Copy the data below exactly.

[Data items]
=== Section Start ===
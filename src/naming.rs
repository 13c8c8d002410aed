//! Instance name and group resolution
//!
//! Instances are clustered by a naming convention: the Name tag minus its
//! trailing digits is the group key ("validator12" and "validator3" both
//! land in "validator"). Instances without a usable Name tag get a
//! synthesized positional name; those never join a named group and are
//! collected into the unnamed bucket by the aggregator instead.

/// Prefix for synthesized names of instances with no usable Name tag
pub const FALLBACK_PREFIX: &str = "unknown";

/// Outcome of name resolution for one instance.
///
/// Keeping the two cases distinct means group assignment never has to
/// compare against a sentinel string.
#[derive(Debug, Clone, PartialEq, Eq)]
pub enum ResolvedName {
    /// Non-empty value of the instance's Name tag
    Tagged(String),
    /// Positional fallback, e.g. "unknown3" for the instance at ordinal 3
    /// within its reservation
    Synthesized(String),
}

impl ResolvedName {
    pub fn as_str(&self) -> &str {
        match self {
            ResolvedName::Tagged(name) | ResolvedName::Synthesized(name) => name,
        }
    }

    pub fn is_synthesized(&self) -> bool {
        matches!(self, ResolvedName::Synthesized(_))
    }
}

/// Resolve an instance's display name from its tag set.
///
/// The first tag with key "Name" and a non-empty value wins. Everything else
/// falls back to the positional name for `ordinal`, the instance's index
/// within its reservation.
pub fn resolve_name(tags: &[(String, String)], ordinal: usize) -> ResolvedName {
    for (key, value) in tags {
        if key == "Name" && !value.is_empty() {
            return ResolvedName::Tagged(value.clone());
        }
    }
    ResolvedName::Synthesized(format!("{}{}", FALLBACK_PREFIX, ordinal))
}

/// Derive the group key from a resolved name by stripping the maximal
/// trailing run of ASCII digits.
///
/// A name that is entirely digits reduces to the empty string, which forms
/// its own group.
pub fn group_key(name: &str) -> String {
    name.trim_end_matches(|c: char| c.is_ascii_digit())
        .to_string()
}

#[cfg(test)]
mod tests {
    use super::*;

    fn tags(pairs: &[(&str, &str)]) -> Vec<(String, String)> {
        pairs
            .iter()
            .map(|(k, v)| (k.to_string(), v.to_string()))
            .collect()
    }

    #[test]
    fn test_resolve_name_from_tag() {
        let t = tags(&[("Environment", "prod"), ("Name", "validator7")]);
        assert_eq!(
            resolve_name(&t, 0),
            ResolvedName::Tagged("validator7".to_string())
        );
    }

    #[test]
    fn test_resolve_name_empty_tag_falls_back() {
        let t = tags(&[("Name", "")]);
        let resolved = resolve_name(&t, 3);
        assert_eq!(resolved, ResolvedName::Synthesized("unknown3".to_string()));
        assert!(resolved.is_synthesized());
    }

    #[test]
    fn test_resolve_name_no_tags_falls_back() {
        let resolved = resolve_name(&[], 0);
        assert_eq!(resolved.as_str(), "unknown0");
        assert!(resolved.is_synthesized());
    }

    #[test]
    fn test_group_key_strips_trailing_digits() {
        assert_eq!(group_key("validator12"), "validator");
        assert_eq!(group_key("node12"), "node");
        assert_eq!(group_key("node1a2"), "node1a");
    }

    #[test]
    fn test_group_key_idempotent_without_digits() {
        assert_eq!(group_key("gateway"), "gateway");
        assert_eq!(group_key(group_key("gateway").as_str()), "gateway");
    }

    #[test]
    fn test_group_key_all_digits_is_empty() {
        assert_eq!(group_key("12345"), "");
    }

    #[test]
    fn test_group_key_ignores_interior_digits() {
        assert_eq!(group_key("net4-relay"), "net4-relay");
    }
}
=== Section End ===
Written response.
filename src/naming.rs
repository 13c8c8d002410aed
//! Instance name and group resolution
//!
//! Instances are clustered by a naming convention: the Name tag minus its
//! trailing digits is the group key ("validator12" and "validator3" both
//! land in "validator"). Instances without a usable Name tag get a
//! synthesized positional name; those never join a named group and are
//! collected into the unnamed bucket by the aggregator instead.

/// Prefix for synthesized names of instances with no usable Name tag
pub const FALLBACK_PREFIX: &str = "unknown";

/// Outcome of name resolution for one instance.
///
/// Keeping the two cases distinct means group assignment never has to
/// compare against a sentinel string.
#[derive(Debug, Clone, PartialEq, Eq)]
pub enum ResolvedName {
    /// Non-empty value of the instance's Name tag
    Tagged(String),
    /// Positional fallback, e.g. "unknown3" for the instance at ordinal 3
    /// within its reservation
    Synthesized(String),
}

impl ResolvedName {
    pub fn as_str(&self) -> &str {
        match self {
            ResolvedName::Tagged(name) | ResolvedName::Synthesized(name) => name,
        }
    }

    pub fn is_synthesized(&self) -> bool {
        matches!(self, ResolvedName::Synthesized(_))
    }
}

/// Resolve an instance's display name from its tag set.
///
/// The first tag with key "Name" and a non-empty value wins. Everything else
/// falls back to the positional name for `ordinal`, the instance's index
/// within its reservation.
pub fn resolve_name(tags: &[(String, String)], ordinal: usize) -> ResolvedName {
    for (key, value) in tags {
        if key == "Name" && !value.is_empty() {
            return ResolvedName::Tagged(value.clone());
        }
    }
    ResolvedName::Synthesized(format!("{}{}", FALLBACK_PREFIX, ordinal))
}

/// Derive the group key from a resolved name by stripping the maximal
/// trailing run of ASCII digits.
///
/// A name that is entirely digits reduces to the empty string, which forms
/// its own group.
pub fn group_key(name: &str) -> String {
    name.trim_end_matches(|c: char| c.is_ascii_digit())
        .to_string()
}

#[cfg(test)]
mod tests {
    use super::*;

    fn tags(pairs: &[(&str, &str)]) -> Vec<(String, String)> {
        pairs
            .iter()
            .map(|(k, v)| (k.to_string(), v.to_string()))
            .collect()
    }

    #[test]
    fn test_resolve_name_from_tag() {
        let t = tags(&[("Environment", "prod"), ("Name", "validator7")]);
        assert_eq!(
            resolve_name(&t, 0),
            ResolvedName::Tagged("validator7".to_string())
        );
    }

    #[test]
    fn test_resolve_name_empty_tag_falls_back() {
        let t = tags(&[("Name", "")]);
        let resolved = resolve_name(&t, 3);
        assert_eq!(resolved, ResolvedName::Synthesized("unknown3".to_string()));
        assert!(resolved.is_synthesized());
    }

    #[test]
    fn test_resolve_name_no_tags_falls_back() {
        let resolved = resolve_name(&[], 0);
        assert_eq!(resolved.as_str(), "unknown0");
        assert!(resolved.is_synthesized());
    }

    #[test]
    fn test_group_key_strips_trailing_digits() {
        assert_eq!(group_key("validator12"), "validator");
        assert_eq!(group_key("node12"), "node");
        assert_eq!(group_key("node1a2"), "node1a");
    }

    #[test]
    fn test_group_key_idempotent_without_digits() {
        assert_eq!(group_key("gateway"), "gateway");
        assert_eq!(group_key(group_key("gateway").as_str()), "gateway");
    }

    #[test]
    fn test_group_key_all_digits_is_empty() {
        assert_eq!(group_key("12345"), "");
    }

    #[test]
    fn test_group_key_ignores_interior_digits() {
        assert_eq!(group_key("net4-relay"), "net4-relay");
    }
}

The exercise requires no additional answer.